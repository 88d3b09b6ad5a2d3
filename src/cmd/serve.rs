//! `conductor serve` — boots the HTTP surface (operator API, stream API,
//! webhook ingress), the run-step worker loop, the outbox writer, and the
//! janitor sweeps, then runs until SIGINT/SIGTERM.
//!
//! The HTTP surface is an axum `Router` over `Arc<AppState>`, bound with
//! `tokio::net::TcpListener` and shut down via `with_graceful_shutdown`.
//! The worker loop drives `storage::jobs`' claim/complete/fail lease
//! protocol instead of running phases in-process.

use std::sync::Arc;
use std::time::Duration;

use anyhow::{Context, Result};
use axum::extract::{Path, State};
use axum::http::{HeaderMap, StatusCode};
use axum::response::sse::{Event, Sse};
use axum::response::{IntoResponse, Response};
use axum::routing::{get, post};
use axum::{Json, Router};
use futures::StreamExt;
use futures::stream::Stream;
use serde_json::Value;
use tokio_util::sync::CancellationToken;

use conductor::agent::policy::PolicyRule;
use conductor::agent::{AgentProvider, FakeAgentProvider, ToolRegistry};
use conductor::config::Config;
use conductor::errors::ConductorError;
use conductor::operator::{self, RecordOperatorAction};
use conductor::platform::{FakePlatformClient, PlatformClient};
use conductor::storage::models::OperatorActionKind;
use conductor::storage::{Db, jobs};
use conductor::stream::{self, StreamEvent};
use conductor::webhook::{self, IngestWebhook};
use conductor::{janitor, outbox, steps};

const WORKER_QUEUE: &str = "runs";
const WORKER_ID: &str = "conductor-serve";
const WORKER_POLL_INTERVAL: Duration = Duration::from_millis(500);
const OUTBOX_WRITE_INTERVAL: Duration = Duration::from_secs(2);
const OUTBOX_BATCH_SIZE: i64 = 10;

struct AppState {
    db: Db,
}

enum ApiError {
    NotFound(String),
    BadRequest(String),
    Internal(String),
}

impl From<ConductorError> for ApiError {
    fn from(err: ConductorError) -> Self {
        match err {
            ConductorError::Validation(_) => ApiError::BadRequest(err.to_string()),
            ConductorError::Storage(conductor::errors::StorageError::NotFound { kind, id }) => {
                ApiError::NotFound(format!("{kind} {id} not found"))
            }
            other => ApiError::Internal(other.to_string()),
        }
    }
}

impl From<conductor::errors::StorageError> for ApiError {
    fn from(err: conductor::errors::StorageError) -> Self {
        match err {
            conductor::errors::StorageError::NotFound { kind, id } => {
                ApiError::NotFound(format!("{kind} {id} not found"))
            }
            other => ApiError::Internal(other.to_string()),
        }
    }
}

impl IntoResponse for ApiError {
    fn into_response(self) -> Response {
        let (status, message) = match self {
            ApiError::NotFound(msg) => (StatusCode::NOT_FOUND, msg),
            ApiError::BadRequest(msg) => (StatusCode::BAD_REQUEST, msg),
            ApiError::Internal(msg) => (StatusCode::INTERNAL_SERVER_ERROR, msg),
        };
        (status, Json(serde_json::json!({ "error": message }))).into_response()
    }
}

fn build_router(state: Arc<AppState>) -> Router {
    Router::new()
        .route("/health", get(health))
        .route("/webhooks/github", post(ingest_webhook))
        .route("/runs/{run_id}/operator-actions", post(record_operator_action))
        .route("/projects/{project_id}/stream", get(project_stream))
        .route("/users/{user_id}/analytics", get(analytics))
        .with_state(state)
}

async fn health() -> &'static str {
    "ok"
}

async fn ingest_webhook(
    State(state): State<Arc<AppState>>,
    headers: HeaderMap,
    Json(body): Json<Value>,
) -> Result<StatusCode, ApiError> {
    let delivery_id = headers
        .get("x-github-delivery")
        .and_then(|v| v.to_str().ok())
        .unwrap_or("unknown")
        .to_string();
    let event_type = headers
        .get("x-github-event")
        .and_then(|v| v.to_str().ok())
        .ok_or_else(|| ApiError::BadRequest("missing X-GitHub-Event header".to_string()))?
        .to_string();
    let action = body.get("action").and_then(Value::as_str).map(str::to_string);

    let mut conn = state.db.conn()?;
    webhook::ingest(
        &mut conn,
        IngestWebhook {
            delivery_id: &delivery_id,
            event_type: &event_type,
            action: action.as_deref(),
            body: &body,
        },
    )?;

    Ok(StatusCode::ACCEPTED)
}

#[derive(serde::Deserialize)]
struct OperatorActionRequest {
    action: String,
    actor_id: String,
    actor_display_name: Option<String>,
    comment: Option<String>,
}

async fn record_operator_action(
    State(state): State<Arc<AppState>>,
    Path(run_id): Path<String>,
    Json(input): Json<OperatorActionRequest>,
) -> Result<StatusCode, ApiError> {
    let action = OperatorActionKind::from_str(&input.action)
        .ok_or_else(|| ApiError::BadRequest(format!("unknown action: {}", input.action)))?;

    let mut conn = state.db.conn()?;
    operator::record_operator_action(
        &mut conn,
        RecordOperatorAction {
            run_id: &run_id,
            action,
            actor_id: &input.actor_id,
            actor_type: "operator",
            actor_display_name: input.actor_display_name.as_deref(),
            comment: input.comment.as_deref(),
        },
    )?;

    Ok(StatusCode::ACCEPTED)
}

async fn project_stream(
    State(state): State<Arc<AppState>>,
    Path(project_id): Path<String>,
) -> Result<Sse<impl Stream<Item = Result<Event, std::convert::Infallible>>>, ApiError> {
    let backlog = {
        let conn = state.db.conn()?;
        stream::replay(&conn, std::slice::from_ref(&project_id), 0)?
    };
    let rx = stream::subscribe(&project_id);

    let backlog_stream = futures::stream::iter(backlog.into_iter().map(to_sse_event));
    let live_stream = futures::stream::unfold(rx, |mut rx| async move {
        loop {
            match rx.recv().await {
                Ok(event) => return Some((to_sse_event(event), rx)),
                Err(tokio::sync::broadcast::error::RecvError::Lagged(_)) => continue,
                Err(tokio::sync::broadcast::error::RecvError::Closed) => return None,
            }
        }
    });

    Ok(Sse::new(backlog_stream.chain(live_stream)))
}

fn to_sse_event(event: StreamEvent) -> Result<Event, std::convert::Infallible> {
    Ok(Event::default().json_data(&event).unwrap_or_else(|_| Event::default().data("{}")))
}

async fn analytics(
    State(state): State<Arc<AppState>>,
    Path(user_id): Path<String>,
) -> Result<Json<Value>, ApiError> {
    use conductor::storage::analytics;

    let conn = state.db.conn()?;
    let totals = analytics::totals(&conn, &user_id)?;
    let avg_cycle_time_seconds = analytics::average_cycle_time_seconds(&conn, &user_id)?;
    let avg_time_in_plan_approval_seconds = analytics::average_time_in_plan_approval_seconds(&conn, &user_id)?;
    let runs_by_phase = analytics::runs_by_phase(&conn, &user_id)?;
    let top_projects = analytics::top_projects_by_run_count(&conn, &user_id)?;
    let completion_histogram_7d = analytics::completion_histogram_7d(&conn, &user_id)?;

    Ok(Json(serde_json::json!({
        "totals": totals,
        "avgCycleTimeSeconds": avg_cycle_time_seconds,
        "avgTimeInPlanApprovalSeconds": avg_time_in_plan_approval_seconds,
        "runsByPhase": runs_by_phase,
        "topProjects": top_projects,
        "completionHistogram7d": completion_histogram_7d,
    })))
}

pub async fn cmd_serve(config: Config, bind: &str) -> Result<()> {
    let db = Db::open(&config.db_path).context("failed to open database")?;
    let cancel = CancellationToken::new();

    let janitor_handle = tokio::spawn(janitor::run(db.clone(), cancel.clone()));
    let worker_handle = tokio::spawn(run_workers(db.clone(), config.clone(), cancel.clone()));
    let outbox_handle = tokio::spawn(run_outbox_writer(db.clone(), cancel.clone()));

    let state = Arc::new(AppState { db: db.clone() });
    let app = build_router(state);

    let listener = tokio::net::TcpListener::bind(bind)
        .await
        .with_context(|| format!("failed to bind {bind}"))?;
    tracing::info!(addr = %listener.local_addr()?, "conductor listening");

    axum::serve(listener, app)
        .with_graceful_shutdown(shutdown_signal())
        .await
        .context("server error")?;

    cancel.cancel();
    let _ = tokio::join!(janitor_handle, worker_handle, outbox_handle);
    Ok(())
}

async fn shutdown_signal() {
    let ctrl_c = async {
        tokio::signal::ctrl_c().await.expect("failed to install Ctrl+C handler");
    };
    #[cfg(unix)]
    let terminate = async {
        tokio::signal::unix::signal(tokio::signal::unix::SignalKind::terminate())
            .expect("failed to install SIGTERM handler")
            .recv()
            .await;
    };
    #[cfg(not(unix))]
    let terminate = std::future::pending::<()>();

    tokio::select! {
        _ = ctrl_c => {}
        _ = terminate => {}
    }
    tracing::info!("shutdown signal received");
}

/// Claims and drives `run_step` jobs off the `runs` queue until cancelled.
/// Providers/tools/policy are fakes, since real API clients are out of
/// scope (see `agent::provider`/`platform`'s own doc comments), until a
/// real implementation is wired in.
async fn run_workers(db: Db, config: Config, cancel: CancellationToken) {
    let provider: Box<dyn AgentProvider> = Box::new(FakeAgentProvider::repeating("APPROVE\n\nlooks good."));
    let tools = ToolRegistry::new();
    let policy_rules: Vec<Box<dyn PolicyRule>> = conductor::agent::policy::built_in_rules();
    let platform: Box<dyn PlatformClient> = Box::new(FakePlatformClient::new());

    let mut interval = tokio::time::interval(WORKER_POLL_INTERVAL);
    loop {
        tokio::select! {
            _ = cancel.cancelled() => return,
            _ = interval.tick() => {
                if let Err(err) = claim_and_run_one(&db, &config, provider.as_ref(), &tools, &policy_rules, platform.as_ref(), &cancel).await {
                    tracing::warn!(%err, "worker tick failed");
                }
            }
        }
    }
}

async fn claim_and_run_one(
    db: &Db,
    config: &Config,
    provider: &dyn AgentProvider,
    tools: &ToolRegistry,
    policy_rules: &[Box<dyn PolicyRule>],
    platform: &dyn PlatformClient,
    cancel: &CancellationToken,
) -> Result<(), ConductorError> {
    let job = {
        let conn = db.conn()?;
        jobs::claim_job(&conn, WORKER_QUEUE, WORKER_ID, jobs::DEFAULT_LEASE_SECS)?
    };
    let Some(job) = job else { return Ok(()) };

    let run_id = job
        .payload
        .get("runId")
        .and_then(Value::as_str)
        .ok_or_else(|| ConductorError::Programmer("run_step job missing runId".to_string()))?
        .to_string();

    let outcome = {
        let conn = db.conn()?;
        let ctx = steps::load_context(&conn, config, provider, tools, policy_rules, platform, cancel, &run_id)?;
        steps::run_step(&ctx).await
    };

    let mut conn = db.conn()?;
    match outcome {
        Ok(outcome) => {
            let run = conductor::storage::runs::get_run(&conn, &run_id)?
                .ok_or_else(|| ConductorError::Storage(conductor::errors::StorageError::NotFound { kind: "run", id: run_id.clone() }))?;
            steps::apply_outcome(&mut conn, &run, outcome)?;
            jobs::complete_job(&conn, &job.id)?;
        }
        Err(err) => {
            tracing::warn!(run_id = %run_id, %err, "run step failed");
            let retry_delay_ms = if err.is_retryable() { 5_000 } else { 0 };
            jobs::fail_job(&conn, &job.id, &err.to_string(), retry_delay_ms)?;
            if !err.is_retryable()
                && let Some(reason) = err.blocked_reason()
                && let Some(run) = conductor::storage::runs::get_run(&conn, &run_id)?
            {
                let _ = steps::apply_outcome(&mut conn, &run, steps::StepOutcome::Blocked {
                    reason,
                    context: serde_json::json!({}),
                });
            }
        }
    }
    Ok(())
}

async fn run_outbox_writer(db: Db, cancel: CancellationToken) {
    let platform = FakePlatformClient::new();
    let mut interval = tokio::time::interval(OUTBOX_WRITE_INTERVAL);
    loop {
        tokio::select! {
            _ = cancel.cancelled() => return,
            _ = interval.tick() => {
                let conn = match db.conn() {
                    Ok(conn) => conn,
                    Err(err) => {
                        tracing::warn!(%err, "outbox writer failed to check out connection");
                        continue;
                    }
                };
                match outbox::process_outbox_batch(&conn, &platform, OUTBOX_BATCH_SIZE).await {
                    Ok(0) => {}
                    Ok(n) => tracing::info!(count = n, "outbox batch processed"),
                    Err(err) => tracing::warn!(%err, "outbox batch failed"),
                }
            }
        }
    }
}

+ + + + +

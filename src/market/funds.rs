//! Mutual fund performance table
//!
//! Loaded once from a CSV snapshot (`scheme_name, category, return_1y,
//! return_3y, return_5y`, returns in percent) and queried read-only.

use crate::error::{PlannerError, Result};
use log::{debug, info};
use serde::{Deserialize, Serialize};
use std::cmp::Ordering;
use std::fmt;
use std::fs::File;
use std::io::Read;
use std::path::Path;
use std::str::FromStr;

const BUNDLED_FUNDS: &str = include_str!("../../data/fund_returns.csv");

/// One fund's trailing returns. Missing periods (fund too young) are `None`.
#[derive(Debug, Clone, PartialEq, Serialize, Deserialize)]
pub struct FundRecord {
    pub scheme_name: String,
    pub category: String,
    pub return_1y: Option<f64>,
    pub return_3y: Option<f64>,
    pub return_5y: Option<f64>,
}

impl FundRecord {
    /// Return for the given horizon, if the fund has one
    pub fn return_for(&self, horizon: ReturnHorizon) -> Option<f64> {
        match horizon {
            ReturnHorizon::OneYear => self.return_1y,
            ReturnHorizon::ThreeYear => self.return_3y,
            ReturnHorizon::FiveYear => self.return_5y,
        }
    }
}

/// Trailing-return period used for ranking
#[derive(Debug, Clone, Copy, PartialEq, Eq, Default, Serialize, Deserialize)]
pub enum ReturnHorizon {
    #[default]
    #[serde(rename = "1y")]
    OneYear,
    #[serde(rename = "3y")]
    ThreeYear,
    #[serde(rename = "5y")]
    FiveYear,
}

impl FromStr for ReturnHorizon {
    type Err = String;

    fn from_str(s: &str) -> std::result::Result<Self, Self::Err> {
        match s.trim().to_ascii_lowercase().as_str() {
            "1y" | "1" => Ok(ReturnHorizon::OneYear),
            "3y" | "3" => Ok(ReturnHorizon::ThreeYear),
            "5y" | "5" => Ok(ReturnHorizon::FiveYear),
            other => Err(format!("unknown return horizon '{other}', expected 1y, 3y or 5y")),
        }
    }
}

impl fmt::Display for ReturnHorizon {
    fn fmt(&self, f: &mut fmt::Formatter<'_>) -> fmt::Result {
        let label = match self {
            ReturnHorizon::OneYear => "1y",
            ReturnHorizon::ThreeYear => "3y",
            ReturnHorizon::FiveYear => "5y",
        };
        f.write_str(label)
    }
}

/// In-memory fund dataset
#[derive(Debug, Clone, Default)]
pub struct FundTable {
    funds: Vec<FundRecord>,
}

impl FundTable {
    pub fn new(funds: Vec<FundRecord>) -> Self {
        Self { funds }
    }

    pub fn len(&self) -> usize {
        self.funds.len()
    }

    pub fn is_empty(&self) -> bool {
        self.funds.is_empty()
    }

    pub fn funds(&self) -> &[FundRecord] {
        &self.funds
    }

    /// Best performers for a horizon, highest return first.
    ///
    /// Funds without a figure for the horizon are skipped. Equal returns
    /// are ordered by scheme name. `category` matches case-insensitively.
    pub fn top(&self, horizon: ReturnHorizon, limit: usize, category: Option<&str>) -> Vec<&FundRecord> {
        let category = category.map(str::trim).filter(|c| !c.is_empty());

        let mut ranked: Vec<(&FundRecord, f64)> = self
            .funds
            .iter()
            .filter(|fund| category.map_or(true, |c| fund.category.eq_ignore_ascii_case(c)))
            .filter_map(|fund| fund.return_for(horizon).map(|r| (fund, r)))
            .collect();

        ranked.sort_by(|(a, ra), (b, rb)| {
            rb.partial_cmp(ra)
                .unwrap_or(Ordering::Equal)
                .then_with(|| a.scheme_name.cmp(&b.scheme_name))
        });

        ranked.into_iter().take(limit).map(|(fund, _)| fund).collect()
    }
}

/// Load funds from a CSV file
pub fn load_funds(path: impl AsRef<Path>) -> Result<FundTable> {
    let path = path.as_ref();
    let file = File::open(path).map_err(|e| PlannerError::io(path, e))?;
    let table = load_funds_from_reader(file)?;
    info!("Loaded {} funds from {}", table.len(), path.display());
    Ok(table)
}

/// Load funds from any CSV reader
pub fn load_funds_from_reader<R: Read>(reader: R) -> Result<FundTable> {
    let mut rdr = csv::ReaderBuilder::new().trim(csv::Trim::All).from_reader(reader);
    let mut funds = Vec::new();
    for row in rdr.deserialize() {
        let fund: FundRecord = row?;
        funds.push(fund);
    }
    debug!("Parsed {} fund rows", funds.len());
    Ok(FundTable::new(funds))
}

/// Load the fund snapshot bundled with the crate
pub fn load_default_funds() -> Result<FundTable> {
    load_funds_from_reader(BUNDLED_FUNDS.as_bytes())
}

+ + + + +

__What is required__.
Copy each line containing the word "convert" from the data.

__Result__.
) -> Result<Sse<impl Stream<Item = Result<Event, std::convert::Infallible>>>, ApiError> {
fn to_sse_event(event: StreamEvent) -> Result<Event, std::convert::Infallible> {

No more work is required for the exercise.